__WHAT YOU ARE ASKED TO DO__. I would like the number of lines in the data that contain the word "enum". Please give that number alone.

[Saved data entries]
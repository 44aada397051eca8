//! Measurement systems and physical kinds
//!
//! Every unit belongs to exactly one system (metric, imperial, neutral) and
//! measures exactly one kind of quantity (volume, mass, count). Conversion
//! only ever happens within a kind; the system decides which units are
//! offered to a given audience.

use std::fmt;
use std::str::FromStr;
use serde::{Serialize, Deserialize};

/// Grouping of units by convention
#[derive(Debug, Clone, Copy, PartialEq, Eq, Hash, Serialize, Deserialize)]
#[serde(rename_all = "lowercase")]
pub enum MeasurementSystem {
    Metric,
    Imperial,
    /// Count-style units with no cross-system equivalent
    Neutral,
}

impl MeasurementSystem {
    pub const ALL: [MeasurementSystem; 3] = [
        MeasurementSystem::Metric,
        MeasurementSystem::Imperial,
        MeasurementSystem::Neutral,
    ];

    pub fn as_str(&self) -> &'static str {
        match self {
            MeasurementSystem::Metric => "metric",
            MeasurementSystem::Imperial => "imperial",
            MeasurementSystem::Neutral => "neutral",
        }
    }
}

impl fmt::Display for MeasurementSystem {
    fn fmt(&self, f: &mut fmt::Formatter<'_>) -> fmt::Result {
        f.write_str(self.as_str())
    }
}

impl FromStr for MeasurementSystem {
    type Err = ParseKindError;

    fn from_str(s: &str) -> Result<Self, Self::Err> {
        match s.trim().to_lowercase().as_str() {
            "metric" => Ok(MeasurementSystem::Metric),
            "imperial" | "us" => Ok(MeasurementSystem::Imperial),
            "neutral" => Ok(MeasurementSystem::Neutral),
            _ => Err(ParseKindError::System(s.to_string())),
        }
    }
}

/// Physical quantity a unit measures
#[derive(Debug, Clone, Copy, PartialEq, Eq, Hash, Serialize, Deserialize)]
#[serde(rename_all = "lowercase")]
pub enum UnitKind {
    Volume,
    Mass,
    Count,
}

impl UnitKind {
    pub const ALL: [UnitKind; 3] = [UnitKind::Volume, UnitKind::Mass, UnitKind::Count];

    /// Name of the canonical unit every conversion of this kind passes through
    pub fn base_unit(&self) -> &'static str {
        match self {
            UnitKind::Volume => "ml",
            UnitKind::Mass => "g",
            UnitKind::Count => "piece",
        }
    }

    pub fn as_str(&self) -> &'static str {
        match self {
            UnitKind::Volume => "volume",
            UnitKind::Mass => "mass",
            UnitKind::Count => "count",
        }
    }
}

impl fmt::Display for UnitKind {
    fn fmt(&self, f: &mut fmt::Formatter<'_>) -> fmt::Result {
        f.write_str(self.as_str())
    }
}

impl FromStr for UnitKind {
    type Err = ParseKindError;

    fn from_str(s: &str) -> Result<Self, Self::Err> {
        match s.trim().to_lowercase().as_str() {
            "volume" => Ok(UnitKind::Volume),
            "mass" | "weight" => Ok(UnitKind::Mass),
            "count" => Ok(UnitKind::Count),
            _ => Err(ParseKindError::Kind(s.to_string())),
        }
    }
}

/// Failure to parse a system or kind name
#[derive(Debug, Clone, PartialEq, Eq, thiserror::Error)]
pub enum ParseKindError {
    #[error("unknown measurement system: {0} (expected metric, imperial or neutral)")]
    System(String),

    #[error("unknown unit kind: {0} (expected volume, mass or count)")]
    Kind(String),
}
---
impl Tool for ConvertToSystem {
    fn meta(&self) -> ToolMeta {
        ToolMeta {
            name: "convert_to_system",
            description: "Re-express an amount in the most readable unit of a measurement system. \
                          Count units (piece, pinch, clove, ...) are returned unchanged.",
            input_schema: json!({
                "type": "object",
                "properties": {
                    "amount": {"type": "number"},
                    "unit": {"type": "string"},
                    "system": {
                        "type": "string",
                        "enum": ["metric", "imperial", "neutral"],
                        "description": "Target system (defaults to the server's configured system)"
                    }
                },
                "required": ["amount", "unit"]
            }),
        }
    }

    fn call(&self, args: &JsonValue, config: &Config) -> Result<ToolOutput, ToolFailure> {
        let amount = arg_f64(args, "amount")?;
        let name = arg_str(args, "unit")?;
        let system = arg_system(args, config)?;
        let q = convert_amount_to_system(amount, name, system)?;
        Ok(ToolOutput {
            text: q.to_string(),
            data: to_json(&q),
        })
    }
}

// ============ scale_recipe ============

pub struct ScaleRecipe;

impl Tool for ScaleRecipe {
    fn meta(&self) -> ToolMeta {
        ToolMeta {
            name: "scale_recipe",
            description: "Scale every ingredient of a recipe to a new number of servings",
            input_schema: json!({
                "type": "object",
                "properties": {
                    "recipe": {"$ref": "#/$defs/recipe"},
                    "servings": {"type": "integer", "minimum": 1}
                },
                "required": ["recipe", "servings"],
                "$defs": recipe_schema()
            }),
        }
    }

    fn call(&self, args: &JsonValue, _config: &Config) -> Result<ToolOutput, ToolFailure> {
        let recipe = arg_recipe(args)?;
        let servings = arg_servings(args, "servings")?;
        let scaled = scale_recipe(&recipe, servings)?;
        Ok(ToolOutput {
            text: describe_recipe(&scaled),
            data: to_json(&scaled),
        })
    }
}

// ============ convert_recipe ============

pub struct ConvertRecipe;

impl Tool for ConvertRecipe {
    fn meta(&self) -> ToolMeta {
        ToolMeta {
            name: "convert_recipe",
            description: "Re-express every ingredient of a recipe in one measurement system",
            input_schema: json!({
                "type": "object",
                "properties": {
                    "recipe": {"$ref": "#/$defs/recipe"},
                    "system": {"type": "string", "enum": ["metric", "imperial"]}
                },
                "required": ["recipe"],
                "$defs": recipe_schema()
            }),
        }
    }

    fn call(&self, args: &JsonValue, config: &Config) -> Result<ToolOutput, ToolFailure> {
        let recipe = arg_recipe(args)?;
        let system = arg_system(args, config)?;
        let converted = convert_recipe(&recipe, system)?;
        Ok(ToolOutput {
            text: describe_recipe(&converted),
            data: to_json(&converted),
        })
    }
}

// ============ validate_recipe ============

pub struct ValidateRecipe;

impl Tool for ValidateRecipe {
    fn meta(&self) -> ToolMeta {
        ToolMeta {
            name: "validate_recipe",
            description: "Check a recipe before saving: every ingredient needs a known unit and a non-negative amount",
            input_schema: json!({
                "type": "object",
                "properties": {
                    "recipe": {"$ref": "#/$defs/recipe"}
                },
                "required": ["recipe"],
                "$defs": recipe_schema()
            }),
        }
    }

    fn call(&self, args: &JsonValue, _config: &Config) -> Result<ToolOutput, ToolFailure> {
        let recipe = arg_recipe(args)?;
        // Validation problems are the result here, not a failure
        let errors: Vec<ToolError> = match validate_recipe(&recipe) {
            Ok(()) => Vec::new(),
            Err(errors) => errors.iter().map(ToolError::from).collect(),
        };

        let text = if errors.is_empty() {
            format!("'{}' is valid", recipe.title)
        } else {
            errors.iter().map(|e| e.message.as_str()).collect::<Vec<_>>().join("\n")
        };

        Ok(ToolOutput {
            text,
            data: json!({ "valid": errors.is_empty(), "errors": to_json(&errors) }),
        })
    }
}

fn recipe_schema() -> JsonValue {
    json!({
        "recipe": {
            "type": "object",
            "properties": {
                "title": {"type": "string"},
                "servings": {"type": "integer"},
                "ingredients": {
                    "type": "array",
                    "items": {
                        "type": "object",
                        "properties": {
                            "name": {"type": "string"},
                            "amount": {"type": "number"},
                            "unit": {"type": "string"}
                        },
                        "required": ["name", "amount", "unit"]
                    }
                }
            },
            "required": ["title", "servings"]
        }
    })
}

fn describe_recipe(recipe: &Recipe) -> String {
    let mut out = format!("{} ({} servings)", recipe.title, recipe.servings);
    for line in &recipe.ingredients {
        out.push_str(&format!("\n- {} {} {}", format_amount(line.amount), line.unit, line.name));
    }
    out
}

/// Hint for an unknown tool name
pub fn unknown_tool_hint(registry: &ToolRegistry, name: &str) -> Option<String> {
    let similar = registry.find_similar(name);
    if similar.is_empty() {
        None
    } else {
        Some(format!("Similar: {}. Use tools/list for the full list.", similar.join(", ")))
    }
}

__ANSWER TO THIS PROBLEM__. 5